[Stored items from a collection]
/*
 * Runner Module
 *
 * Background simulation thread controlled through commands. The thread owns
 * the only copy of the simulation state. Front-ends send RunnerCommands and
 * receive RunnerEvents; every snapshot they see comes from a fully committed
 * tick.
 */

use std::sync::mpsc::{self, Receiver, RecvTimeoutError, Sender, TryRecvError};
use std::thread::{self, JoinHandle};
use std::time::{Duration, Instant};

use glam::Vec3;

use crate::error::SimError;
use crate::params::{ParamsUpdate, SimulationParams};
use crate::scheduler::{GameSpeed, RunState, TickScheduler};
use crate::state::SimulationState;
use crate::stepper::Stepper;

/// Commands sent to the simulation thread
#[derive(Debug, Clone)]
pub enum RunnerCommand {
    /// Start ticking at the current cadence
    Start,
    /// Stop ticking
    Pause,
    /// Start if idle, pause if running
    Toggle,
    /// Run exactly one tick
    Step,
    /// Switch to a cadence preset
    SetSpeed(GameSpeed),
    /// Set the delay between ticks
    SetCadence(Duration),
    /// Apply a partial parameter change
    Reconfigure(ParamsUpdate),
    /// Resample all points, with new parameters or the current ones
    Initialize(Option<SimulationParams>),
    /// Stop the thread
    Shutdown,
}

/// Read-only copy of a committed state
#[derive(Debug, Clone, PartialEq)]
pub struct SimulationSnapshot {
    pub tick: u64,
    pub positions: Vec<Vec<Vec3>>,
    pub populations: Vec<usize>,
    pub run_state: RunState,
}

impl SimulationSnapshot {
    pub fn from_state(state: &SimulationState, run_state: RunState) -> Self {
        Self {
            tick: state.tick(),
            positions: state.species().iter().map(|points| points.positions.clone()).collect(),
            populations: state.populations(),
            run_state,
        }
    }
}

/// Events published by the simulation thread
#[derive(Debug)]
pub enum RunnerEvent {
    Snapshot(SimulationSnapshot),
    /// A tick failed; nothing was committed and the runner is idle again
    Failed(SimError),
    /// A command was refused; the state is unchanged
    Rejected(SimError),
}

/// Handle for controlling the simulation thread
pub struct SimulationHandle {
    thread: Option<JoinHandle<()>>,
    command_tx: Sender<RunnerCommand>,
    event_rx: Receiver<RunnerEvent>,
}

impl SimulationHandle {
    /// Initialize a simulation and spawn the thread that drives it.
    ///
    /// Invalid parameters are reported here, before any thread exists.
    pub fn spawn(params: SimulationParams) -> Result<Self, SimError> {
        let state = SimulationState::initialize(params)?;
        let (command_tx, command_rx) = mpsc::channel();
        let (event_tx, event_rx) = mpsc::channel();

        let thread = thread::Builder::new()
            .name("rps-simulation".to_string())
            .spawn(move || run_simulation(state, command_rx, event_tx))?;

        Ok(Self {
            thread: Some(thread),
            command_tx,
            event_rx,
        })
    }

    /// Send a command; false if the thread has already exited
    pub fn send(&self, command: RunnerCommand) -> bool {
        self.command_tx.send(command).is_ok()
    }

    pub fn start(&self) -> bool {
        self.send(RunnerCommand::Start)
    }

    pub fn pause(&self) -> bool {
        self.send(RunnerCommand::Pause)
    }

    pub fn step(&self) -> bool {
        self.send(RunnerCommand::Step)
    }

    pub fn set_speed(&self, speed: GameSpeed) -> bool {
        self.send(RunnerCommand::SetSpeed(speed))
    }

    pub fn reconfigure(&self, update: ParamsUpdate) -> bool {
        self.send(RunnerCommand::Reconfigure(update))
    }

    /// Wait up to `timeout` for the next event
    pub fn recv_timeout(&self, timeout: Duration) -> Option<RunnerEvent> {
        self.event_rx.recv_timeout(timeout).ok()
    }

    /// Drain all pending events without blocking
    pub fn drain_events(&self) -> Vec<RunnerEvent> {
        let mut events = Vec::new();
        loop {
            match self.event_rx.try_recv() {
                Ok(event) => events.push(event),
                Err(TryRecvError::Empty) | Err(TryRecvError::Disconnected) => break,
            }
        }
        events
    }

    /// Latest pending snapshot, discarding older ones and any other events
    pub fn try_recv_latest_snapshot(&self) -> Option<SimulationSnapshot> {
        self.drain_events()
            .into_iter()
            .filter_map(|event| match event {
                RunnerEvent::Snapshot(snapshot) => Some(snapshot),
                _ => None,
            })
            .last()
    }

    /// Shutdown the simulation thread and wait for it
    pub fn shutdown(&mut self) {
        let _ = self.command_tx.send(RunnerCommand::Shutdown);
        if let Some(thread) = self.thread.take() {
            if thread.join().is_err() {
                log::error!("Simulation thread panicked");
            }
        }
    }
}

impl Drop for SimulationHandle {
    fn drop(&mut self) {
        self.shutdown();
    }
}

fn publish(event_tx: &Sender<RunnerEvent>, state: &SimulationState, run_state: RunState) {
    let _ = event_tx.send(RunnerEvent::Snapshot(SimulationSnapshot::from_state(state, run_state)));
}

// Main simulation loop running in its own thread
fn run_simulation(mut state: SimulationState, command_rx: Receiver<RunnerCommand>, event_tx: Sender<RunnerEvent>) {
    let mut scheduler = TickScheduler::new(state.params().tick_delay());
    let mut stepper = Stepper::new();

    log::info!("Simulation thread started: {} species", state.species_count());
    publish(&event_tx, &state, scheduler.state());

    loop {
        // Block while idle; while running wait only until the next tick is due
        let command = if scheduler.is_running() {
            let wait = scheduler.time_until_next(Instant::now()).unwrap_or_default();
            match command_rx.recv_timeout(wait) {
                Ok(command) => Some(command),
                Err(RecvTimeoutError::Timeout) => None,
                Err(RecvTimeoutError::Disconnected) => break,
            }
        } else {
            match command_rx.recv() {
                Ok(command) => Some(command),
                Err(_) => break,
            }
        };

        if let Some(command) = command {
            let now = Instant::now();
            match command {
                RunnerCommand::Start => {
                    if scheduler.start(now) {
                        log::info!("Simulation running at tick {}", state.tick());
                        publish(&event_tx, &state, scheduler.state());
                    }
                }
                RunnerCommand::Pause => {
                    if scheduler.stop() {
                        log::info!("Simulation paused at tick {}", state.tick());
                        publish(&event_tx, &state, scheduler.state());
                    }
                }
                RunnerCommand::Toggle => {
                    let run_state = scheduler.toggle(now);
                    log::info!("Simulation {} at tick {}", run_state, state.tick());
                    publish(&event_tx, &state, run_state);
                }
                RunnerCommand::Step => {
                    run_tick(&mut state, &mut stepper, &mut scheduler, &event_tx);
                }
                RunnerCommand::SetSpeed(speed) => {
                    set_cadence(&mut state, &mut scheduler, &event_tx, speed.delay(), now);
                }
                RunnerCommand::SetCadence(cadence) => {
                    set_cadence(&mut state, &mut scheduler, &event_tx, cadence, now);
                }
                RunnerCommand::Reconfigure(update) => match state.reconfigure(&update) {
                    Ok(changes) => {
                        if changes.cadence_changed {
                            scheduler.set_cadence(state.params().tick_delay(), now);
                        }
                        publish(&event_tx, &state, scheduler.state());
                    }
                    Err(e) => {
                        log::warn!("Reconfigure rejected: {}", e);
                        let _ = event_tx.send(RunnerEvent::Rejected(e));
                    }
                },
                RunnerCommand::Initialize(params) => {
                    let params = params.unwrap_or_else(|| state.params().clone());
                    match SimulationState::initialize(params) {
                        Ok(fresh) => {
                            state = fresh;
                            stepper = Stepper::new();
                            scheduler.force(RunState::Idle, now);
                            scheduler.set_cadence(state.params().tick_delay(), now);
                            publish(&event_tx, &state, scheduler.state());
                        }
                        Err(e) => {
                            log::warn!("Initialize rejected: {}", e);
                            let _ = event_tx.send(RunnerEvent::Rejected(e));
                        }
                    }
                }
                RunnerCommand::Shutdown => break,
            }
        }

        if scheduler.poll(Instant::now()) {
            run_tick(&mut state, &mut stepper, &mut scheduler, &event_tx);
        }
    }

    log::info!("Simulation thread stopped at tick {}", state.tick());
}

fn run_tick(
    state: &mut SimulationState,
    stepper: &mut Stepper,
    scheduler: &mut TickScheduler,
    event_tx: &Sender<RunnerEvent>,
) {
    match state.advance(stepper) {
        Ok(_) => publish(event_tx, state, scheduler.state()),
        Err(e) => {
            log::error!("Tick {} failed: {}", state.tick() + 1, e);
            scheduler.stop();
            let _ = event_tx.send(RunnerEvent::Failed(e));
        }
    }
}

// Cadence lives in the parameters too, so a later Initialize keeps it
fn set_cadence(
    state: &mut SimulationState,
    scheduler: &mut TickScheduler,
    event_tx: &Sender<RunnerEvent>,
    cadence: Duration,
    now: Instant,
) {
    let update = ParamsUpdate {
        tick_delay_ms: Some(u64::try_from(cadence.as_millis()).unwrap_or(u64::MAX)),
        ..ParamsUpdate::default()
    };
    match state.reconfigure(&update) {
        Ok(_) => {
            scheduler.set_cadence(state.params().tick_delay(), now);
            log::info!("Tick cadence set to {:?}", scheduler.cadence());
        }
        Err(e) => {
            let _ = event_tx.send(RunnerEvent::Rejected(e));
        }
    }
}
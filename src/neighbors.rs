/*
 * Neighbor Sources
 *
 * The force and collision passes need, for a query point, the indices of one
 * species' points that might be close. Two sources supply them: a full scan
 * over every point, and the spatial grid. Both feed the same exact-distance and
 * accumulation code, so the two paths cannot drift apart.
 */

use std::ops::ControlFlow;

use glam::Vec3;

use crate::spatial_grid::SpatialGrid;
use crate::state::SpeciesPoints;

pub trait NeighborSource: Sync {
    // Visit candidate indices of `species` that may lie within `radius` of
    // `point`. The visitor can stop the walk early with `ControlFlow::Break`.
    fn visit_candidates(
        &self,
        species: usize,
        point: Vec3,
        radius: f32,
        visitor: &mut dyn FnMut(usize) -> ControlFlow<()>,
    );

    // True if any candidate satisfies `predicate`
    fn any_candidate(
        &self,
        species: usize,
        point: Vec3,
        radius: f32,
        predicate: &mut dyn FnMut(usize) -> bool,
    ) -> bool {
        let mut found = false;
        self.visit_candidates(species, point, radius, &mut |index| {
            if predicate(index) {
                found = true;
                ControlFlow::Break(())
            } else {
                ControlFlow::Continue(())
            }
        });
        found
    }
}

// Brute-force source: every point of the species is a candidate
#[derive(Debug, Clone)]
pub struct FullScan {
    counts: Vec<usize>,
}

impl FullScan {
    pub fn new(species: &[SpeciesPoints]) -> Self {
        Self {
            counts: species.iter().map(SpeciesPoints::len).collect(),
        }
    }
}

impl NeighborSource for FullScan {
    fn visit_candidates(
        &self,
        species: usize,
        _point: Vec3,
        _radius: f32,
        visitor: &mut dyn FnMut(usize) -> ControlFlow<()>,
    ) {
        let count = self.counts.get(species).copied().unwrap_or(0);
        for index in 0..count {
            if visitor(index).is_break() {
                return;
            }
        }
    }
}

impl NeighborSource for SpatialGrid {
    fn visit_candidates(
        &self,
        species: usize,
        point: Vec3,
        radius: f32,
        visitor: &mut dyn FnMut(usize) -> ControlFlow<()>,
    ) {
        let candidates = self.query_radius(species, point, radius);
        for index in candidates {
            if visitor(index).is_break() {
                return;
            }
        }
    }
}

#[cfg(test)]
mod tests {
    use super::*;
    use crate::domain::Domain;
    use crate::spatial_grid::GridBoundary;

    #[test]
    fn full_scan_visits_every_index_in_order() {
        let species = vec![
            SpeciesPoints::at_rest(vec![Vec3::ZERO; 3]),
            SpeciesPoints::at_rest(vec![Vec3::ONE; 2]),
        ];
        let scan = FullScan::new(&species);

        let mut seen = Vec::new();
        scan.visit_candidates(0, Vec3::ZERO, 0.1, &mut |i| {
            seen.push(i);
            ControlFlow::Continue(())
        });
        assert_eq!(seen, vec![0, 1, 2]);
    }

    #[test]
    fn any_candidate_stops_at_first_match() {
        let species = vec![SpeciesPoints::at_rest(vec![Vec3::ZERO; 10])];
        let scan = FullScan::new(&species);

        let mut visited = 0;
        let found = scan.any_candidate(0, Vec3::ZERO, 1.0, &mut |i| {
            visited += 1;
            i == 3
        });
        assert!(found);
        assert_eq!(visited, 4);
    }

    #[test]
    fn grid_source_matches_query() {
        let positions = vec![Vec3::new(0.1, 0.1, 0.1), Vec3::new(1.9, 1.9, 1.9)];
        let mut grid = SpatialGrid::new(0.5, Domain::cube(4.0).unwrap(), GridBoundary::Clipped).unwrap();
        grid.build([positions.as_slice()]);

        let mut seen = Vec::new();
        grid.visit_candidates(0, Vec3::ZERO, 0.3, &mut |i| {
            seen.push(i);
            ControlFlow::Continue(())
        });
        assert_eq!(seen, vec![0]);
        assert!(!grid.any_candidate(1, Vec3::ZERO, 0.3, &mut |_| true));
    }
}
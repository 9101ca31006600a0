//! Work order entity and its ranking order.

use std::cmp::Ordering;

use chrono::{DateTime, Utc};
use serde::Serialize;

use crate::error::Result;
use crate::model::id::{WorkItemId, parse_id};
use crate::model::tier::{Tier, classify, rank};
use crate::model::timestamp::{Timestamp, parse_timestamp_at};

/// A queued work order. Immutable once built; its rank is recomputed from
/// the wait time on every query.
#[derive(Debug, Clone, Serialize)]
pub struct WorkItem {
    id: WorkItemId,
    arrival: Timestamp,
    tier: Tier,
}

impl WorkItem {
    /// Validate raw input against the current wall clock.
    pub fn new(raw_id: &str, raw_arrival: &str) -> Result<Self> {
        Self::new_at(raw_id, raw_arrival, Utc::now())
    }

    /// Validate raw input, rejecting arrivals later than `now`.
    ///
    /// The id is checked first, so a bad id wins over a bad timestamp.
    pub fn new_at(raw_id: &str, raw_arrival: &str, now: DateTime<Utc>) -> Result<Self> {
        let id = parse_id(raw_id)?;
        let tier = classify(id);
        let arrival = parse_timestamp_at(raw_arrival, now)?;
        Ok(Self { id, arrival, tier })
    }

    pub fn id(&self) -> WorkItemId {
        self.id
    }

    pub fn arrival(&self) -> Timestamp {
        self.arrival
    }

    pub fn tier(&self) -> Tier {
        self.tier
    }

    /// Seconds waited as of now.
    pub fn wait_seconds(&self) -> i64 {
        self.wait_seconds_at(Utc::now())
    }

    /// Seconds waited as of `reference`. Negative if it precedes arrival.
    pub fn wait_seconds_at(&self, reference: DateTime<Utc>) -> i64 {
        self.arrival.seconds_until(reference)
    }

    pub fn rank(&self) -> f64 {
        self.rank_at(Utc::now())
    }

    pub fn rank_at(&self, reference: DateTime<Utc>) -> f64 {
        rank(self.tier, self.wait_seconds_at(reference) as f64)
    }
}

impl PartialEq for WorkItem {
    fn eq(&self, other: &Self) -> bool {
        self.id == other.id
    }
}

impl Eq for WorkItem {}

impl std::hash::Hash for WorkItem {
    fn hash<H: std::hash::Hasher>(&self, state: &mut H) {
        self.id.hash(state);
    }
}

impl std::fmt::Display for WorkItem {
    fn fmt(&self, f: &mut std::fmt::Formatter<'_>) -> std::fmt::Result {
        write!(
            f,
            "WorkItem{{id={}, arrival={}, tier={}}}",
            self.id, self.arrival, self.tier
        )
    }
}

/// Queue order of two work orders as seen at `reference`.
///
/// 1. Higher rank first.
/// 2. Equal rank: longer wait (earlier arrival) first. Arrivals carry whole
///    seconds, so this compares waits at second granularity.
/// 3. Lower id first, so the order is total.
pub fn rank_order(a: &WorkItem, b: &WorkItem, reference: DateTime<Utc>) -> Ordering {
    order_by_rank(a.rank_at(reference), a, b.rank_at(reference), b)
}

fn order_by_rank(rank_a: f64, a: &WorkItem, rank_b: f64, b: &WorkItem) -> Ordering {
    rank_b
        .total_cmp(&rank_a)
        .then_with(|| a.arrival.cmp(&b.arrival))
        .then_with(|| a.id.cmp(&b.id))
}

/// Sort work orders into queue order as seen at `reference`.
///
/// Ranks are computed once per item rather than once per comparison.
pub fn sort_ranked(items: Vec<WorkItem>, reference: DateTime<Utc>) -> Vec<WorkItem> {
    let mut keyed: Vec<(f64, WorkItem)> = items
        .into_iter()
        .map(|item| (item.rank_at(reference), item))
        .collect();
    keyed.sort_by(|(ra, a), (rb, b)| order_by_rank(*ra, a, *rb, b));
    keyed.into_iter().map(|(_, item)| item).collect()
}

Problem: State, as a bare number, how many lines of the records above include "committed".

Written solution: 3